Research of the Waiapu River has revealed some of the worst sediment pollution levels in the world. The Waiapu Research Project, a joint venture between Te Whare Wananga o Ngati Porou and Manaaki Whenua Landcare Research (a Crown Research Institute) has found sediment pollution levels are higher than some catchments in Asia and Europe and the USA’s Mississippi River. This is particularly concerning because the Mississippi catchment area is 100 times larger than the Waiapu.
Researcher Tui Te Hei-Warmenhoven says the sediment build-up and subsequent pollution of the sea is largely due to forest clearing conducted around 100 years ago to prepare land for farming. The region’s high rainfall levels and unstable rock formations have also contributed.
“Currently the Waiapu is in a state of ill-health, both spiritually and physically. We have to look at our human inaction and exploitation of our river to see how we can look after it for future generations.”
The project includes coverage of the main tributaries of the Waiapu- the Mata, Maraehara, Tapuaeroa, Poroporo, and Mangaoporo rivers. The aim of the project is to utilise Ngati Porou knowledge of the Waiapu area and its history, and western science to determine ways to enhance the health of the catchment system.
Since the project began two years ago, researchers have interviewed 35 pakeke, conducting half the interviews in Te Reo Maori. They have also researched Maori Land Court records, and analysed moteatea and whakatauaki (proverbs). “Moteatea explain landmarks and allude to places where hunting, gathering, gardening and birds were snared. Hapu histories relating to pa sites, maara kai and eeling sites have also been looked at.”
Researchers have gathered oral and written information on pre-European settlement to the
present day. The results will be used to formulate a catchment management and restoration strategy to improve the health of the river. This will involve the community and could involve reafforestation and less excavation of the river.

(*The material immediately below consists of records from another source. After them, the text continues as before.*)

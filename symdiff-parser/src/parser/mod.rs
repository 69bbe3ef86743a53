pub mod ast;
pub mod error;
pub mod fmt;
pub mod token;

use ast::expr::Expr;
use error::{kind, Error};
use super::tokenizer::{tokenize, Token, TokenKind};
use std::ops::Range;
use symdiff_error::ErrorKind;

/// Parses the given source into an expression tree. All of the source must be consumed.
///
/// ```
/// use symdiff_parser::{parse, parser::ast::{Expr, Func}};
///
/// assert_eq!(parse("sin(x)").unwrap(), Expr::call(Func::Sin, Expr::variable()));
/// ```
pub fn parse(source: &str) -> Result<Expr, Error> {
    let mut parser = Parser::new(source)?;
    let expr = parser.try_parse_full::<Expr>()?;
    log::debug!("parsed `{}` into {} nodes", source, expr.node_count());
    Ok(expr)
}

/// A recursive-descent parser for expressions in `x`. This is the type to use to parse an
/// arbitrary piece of source code into an abstract syntax tree.
///
/// The parser never looks more than one token behind or ahead of the cursor.
#[derive(Debug, Clone)]
pub struct Parser<'source> {
    /// The tokens that this parser is currently parsing. The last token is always
    /// [`TokenKind::End`].
    tokens: Box<[Token<'source>]>,

    /// The index of the **next** token to be parsed.
    cursor: usize,
}

impl<'source> Parser<'source> {
    /// Tokenizes the given source and creates a parser for it.
    pub fn new(source: &'source str) -> Result<Self, Error> {
        Ok(Self {
            tokens: tokenize(source)?,
            cursor: 0,
        })
    }

    /// Creates an error that points at the current token.
    pub fn error(&self, kind: impl ErrorKind + 'static) -> Error {
        Error::new(vec![self.span()], kind)
    }

    /// Returns the span of the current token.
    pub fn span(&self) -> Range<usize> {
        self.current_token().span.clone()
    }

    /// Returns the previous token. The cursor is not moved. Returns [`None`] if the cursor is at
    /// the beginning of the stream.
    pub fn prev_token(&self) -> Option<&Token<'source>> {
        self.tokens.get(self.cursor.checked_sub(1)?)
    }

    /// Returns the current token. The cursor is not moved. At the end of the stream, this is the
    /// [`TokenKind::End`] token.
    pub fn current_token(&self) -> &Token<'source> {
        &self.tokens[self.cursor.min(self.tokens.len() - 1)]
    }

    /// Moves the cursor to the next token. The cursor never moves past the
    /// [`TokenKind::End`] token.
    pub fn advance(&mut self) {
        if self.cursor + 1 < self.tokens.len() {
            self.cursor += 1;
        }
    }

    /// Returns the current token, then advances the cursor.
    pub fn next_token(&mut self) -> Token<'source> {
        // cloning is cheap: only Range<_> is cloned
        let token = self.current_token().clone();
        self.advance();
        token
    }

    /// Consumes the current token if it is of the given kind.
    pub fn match_token(&mut self, kind: TokenKind) -> Option<Token<'source>> {
        if self.current_token().kind == kind {
            Some(self.next_token())
        } else {
            None
        }
    }

    /// Parses a value from the given stream of tokens. All the tokens must be consumed by the
    /// parser; if not, an error is returned.
    pub fn try_parse_full<T: Parse>(&mut self) -> Result<T, Error> {
        let value = T::parse(self)?;
        if self.current_token().kind == TokenKind::End {
            Ok(value)
        } else {
            Err(self.error(kind::ExpectedEof))
        }
    }
}

/// Any type that can be parsed from a source of tokens.
pub trait Parse: Sized {
    /// Parses a value from the given stream of tokens, advancing the stream past the consumed
    /// tokens if parsing is successful.
    fn parse(input: &mut Parser) -> Result<Self, Error>;
}

/// The associativity of a binary or unary operation.
#[derive(Debug, Clone, Copy, PartialEq)]
pub enum Associativity {
    /// The binary / unary operation is left-associative.
    ///
    /// For binary operations, this means `a op b op c` is evaluated as `(a op b) op c`.
    Left,

    /// The binary / unary operation is right-associative.
    ///
    /// For binary operations, this means `a op b op c` is evaluated as `a op (b op c)`. For unary
    /// operations, this means `op op a` is evaluated as `op (op a)`.
    Right,
}

/// The precedence of an operation, in order from lowest precedence (evaluated last) to highest
/// precedence (evaluated first).
#[derive(Debug, Clone, Copy, PartialEq)]
pub enum Precedence {
    /// Precedence of addition (`+`) and subtraction (`-`), which separate terms.
    Term,

    /// Precedence of multiplication (`*`) and division (`/`), which separate factors.
    Factor,

    /// Precedence of unary signs (`+` and `-`).
    Neg,

    /// Precedence of exponentiation (`^`).
    Exp,

    /// Precedence of numbers, the variable and function calls, which never need parentheses.
    Primary,
}

impl PartialOrd for Precedence {
    fn partial_cmp(&self, other: &Self) -> Option<std::cmp::Ordering> {
        let left = *self as u8;
        let right = *other as u8;
        left.partial_cmp(&right)
    }
}

#[cfg(test)]
mod tests {
    use pretty_assertions::assert_eq;
    use super::*;

    use ast::call::Func;
    use token::op::{BinOpKind, UnaryOpKind};

    fn x() -> Expr {
        Expr::variable()
    }

    fn num(n: f64) -> Expr {
        Expr::number(n)
    }

    fn bin(op: BinOpKind, lhs: Expr, rhs: Expr) -> Expr {
        Expr::binary(op, lhs, rhs)
    }

    #[test]
    fn literal_int() {
        assert_eq!(parse("16").unwrap(), num(16.0));
    }

    #[test]
    fn literal_float() {
        assert_eq!(parse("3.14").unwrap(), num(3.14));
        assert_eq!(parse(".5").unwrap(), num(0.5));
        assert_eq!(parse("2.").unwrap(), num(2.0));
    }

    #[test]
    fn variable_with_whitespace() {
        assert_eq!(parse("  x\t").unwrap(), x());
    }

    #[test]
    fn implicit_multiplication_with_constant() {
        assert_eq!(
            parse("2x+3").unwrap(),
            bin(BinOpKind::Add, bin(BinOpKind::Mul, num(2.0), x()), num(3.0)),
        );
    }

    #[test]
    fn implicit_multiplication_pairs() {
        let sin_x = || Expr::call(Func::Sin, x());
        let cases = [
            ("2sin(x)", bin(BinOpKind::Mul, num(2.0), sin_x())),
            ("2(x)", bin(BinOpKind::Mul, num(2.0), x())),
            ("x(2)", bin(BinOpKind::Mul, x(), num(2.0))),
            ("x sin(x)", bin(BinOpKind::Mul, x(), sin_x())),
            ("(x)(2)", bin(BinOpKind::Mul, x(), num(2.0))),
            ("(x)2", bin(BinOpKind::Mul, x(), num(2.0))),
            ("(2)x", bin(BinOpKind::Mul, num(2.0), x())),
            ("(2)sin(x)", bin(BinOpKind::Mul, num(2.0), sin_x())),
        ];

        for (input, expected) in cases {
            assert_eq!(parse(input).unwrap(), expected, "{}", input);
        }
    }

    #[test]
    fn implicit_multiplication_binds_like_explicit() {
        assert_eq!(
            parse("2x^2").unwrap(),
            bin(BinOpKind::Mul, num(2.0), bin(BinOpKind::Exp, x(), num(2.0))),
        );
        assert_eq!(
            parse("1/2x").unwrap(),
            bin(BinOpKind::Mul, bin(BinOpKind::Div, num(1.0), num(2.0)), x()),
        );
    }

    #[test]
    fn no_implicit_multiplication_after_variable() {
        let err = parse("x 2").unwrap_err();
        assert!(err.is::<kind::ExpectedEof>());
        assert_eq!(err.spans, vec![2..3]);
    }

    #[test]
    fn adjacent_variables_are_not_multiplied() {
        let err = parse("x x").unwrap_err();
        assert!(err.is::<kind::ExpectedEof>());
        assert_eq!(err.spans, vec![2..3]);
    }

    #[test]
    fn letter_run_is_a_function_name() {
        let err = parse("xx").unwrap_err();
        assert_eq!(err.spans, vec![0..2]);
        assert!(err.is::<kind::UnknownFunction>());
    }

    #[test]
    fn binary_left_associativity() {
        assert_eq!(
            parse("x - 2 - 3").unwrap(),
            bin(BinOpKind::Sub, bin(BinOpKind::Sub, x(), num(2.0)), num(3.0)),
        );
        assert_eq!(
            parse("x / 2 * 3").unwrap(),
            bin(BinOpKind::Mul, bin(BinOpKind::Div, x(), num(2.0)), num(3.0)),
        );
    }

    #[test]
    fn binary_right_associativity() {
        assert_eq!(
            parse("2 ^ 3 ^ x").unwrap(),
            bin(BinOpKind::Exp, num(2.0), bin(BinOpKind::Exp, num(3.0), x())),
        );
    }

    #[test]
    fn unary_binds_looser_than_exponent() {
        assert_eq!(
            parse("-x^2").unwrap(),
            Expr::unary(UnaryOpKind::Neg, bin(BinOpKind::Exp, x(), num(2.0))),
        );
        assert_eq!(
            parse("2^(-x)").unwrap(),
            bin(BinOpKind::Exp, num(2.0), Expr::unary(UnaryOpKind::Neg, x())),
        );
    }

    #[test]
    fn sign_after_caret_is_rejected() {
        for (input, found, span) in [
            ("2^-x", TokenKind::Sub, 2..3),
            ("x^-2", TokenKind::Sub, 2..3),
            ("2^+x", TokenKind::Add, 2..3),
        ] {
            let err = parse(input).unwrap_err();
            assert_eq!(
                err.downcast_ref::<kind::UnexpectedToken>().map(|kind| kind.found),
                Some(found),
                "{}",
                input,
            );
            assert_eq!(err.spans, vec![span]);
        }
    }

    #[test]
    fn stacked_signs() {
        assert_eq!(
            parse("+-x").unwrap(),
            Expr::unary(UnaryOpKind::Pos, Expr::unary(UnaryOpKind::Neg, x())),
        );
    }

    #[test]
    fn parenthesized_subtraction() {
        assert_eq!(
            parse("2-(3-x)").unwrap(),
            bin(BinOpKind::Sub, num(2.0), bin(BinOpKind::Sub, num(3.0), x())),
        );
    }

    #[test]
    fn nested_calls() {
        assert_eq!(
            parse("ln(exp(x))").unwrap(),
            Expr::call(Func::Ln, Expr::call(Func::Exp, x())),
        );
    }

    #[test]
    fn unknown_function_with_suggestion() {
        let err = parse("2 * sinn(x)").unwrap_err();
        assert_eq!(err.spans, vec![4..8]);
        assert_eq!(
            err.downcast_ref::<kind::UnknownFunction>(),
            Some(&kind::UnknownFunction {
                name: "sinn".to_string(),
                suggestion: Some("sin"),
            }),
        );
    }

    #[test]
    fn unknown_function_without_suggestion() {
        let err = parse("hyperbola(x)").unwrap_err();
        assert_eq!(
            err.downcast_ref::<kind::UnknownFunction>().and_then(|kind| kind.suggestion),
            None,
        );
    }

    #[test]
    fn missing_function_paren() {
        let err = parse("sin x").unwrap_err();
        assert!(err.is::<kind::MissingFunctionParen>());
        assert_eq!(err.spans, vec![4..5]);
    }

    #[test]
    fn unclosed_parenthesis() {
        let err = parse("(x + 1").unwrap_err();
        assert!(err.is::<kind::UnclosedParenthesis>());
        assert_eq!(err.spans, vec![0..1, 6..6]);

        let err = parse("cos(x").unwrap_err();
        assert!(err.is::<kind::UnclosedParenthesis>());
    }

    #[test]
    fn unexpected_eof() {
        for input in ["x +", "2 *", "-", "x ^"] {
            let err = parse(input).unwrap_err();
            assert!(err.is::<kind::UnexpectedEof>(), "{}", input);
        }
    }

    #[test]
    fn unexpected_token() {
        let err = parse("x + * 2").unwrap_err();
        assert_eq!(
            err.downcast_ref::<kind::UnexpectedToken>().map(|kind| kind.found),
            Some(TokenKind::Mul),
        );

        let err = parse("sin()").unwrap_err();
        assert!(err.is::<kind::UnexpectedToken>());
    }

    #[test]
    fn trailing_close_paren() {
        let err = parse("x + 1)").unwrap_err();
        assert!(err.is::<kind::ExpectedEof>());
    }

    #[test]
    fn tokenizer_errors_propagate() {
        assert!(parse("").unwrap_err().is::<kind::EmptyInput>());
        assert!(parse("x # 1").unwrap_err().is::<kind::UnrecognizedCharacter>());
        assert!(parse("1..2").unwrap_err().is::<kind::MalformedNumber>());
    }
}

“We will also probably have to directly collaborate with stakeholder groups, forestry agencies, Runanga, the Gisborne District Council and others to take more responsibility with the care of the river.”

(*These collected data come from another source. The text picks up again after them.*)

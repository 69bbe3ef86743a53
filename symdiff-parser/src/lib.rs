//! Tokenizer, parser and printer for expressions in the single free variable `x`.
//!
//! ```
//! use symdiff_parser::parse;
//!
//! let expr = parse("2x + 3").unwrap();
//! assert_eq!(expr.to_string(), "2 * x + 3");
//! ```

pub mod parser;
pub mod tokenizer;

pub use parser::{ast::Expr, parse, Parser};
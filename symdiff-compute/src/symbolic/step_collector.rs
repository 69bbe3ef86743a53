/// A sink for the steps taken while rewriting an expression.
///
/// Passing `&mut ()` discards every step, and passing a `&mut Vec<S>` records them in order.
pub trait StepCollector<S> {
    /// Records a step.
    fn push(&mut self, step: S);
}

impl<S> StepCollector<S> for () {
    #[inline]
    fn push(&mut self, _: S) {}
}

impl<S> StepCollector<S> for Vec<S> {
    #[inline]
    fn push(&mut self, step: S) {
        Vec::push(self, step);
    }
}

The project combines scientific expertise and cultural knowledge and encourages community involvement through open days where the public can view research results and contribute to the project. A management committee of Rei Kohere, Vianney Douglas and Mark Iles oversees the project which will conclude in 2002.

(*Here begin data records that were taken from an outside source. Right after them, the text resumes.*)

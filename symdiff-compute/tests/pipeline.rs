use assert_float_eq::{afe_is_relative_eq, afe_relative_error_msg, afe_abs, assert_float_relative_eq};
use pretty_assertions::assert_eq;
use symdiff_compute::{
    numerical::Eval,
    symbolic::{derivative, simplify, simplify::error::ZeroToNegativePower},
};
use symdiff_parser::{
    parse,
    parser::token::op::BinOpKind,
    Expr,
};

/// Parses, differentiates and simplifies the given source.
fn simplified_derivative(source: &str) -> Expr {
    let expr = parse(source).unwrap();
    simplify(&derivative(&expr)).unwrap()
}

fn central_difference(expr: &Expr, x: f64) -> f64 {
    const DX: f64 = 1e-6;
    (expr.eval(x + DX) - expr.eval(x - DX)) / (2.0 * DX)
}

#[test]
fn parse_implicit_multiplication() {
    assert_eq!(parse("2x+3").unwrap(), Expr::binary(
        BinOpKind::Add,
        Expr::binary(BinOpKind::Mul, Expr::number(2.0), Expr::variable()),
        Expr::number(3.0),
    ));
}

#[test]
fn simplify_add_zero() {
    assert_eq!(simplify(&parse("x+0").unwrap()).unwrap(), Expr::variable());
}

#[test]
fn simplify_multiply_zero() {
    assert_eq!(simplify(&parse("0*sin(x)").unwrap()).unwrap(), Expr::number(0.0));
}

#[test]
fn derivative_of_square() {
    assert_eq!(simplified_derivative("x^2").to_string(), "2 * x");
}

#[test]
fn zero_to_negative_power() {
    let err = simplify(&parse("0^(-1)").unwrap()).unwrap_err();
    assert!(err.is::<ZeroToNegativePower>());
}

#[test]
fn render_nested_subtraction() {
    assert_eq!(parse("2-(3-x)").unwrap().to_string(), "2 - (3 - x)");
}

#[test]
fn derivative_shapes() {
    assert_eq!(simplified_derivative("3x + 5").to_string(), "3");
    assert_eq!(simplified_derivative("sin(x)").to_string(), "cos(x)");
    assert_eq!(simplified_derivative("exp(x)").to_string(), "exp(x)");
    assert_eq!(simplified_derivative("ln(x)").to_string(), "1 / x");
    assert_eq!(simplified_derivative("x^3").to_string(), "3 * x ^ 2");
    assert_eq!(simplified_derivative("7").to_string(), "0");
}

#[test]
fn derivative_matches_central_difference() {
    const TOL: f64 = 1e-4;
    for source in ["x^2", "sin(x)", "x*cos(x)", "1/x", "x^x"] {
        let expr = parse(source).unwrap();
        let simplified = simplified_derivative(source);
        for x in [0.4, 1.1, 2.5, 3.7] {
            let expected = central_difference(&expr, x);
            let actual = simplified.eval(x);
            assert!(
                (expected - actual).abs() <= TOL * expected.abs().max(1.0),
                "d/dx {} at {}: expected {}, got {} from `{}`",
                source, x, expected, actual, simplified,
            );
        }
    }
}

#[test]
fn simplified_derivative_evaluates() {
    let d = simplified_derivative("x*cos(x)");
    assert_float_relative_eq!(d.eval(1.0), 1f64.cos() - 1f64.sin());

    let d = simplified_derivative("x^x");
    assert_float_relative_eq!(d.eval(2.0), 4.0 * (2f64.ln() + 1.0));
}

#[test]
fn chain_rule_through_simplification() {
    let d = simplified_derivative("sin(x^2)");
    assert!(matches!(&d, Expr::Binary(binary) if binary.op == BinOpKind::Mul));
    assert_float_relative_eq!(d.eval(0.5), 0.25f64.cos());

    let d = simplified_derivative("log(x)");
    assert_float_relative_eq!(d.eval(3.0), 1.0 / (10f64.ln() * 3.0));
    assert!(matches!(&d, Expr::Binary(binary) if binary.op == BinOpKind::Div));
}

#[test]
fn errors_from_every_stage() {
    assert!(parse("").is_err());
    assert!(parse("x $ 2").is_err());
    assert!(parse("1..2").is_err());
    assert!(parse("sinn(x)").is_err());
    assert!(parse("(x + 1").is_err());
    assert!(simplify(&parse("x * 0^(2 - 5)").unwrap()).is_err());
}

“The difference between this project is that it’s not driven by the Gisborne District Council or a government department – it’s community driven.”
An art competition was held for East Coast primary, secondary and intermediate schools during October to promote the cultural and spiritual significance of the river.Children drew or painteda picture based on the Ngati Porou pepeha “Ko Waiapu te awa,Ko Hikurangi te maunga, ko Ngati Porou te iwi”. The grand prize was $500 worth of books for the winner’s school.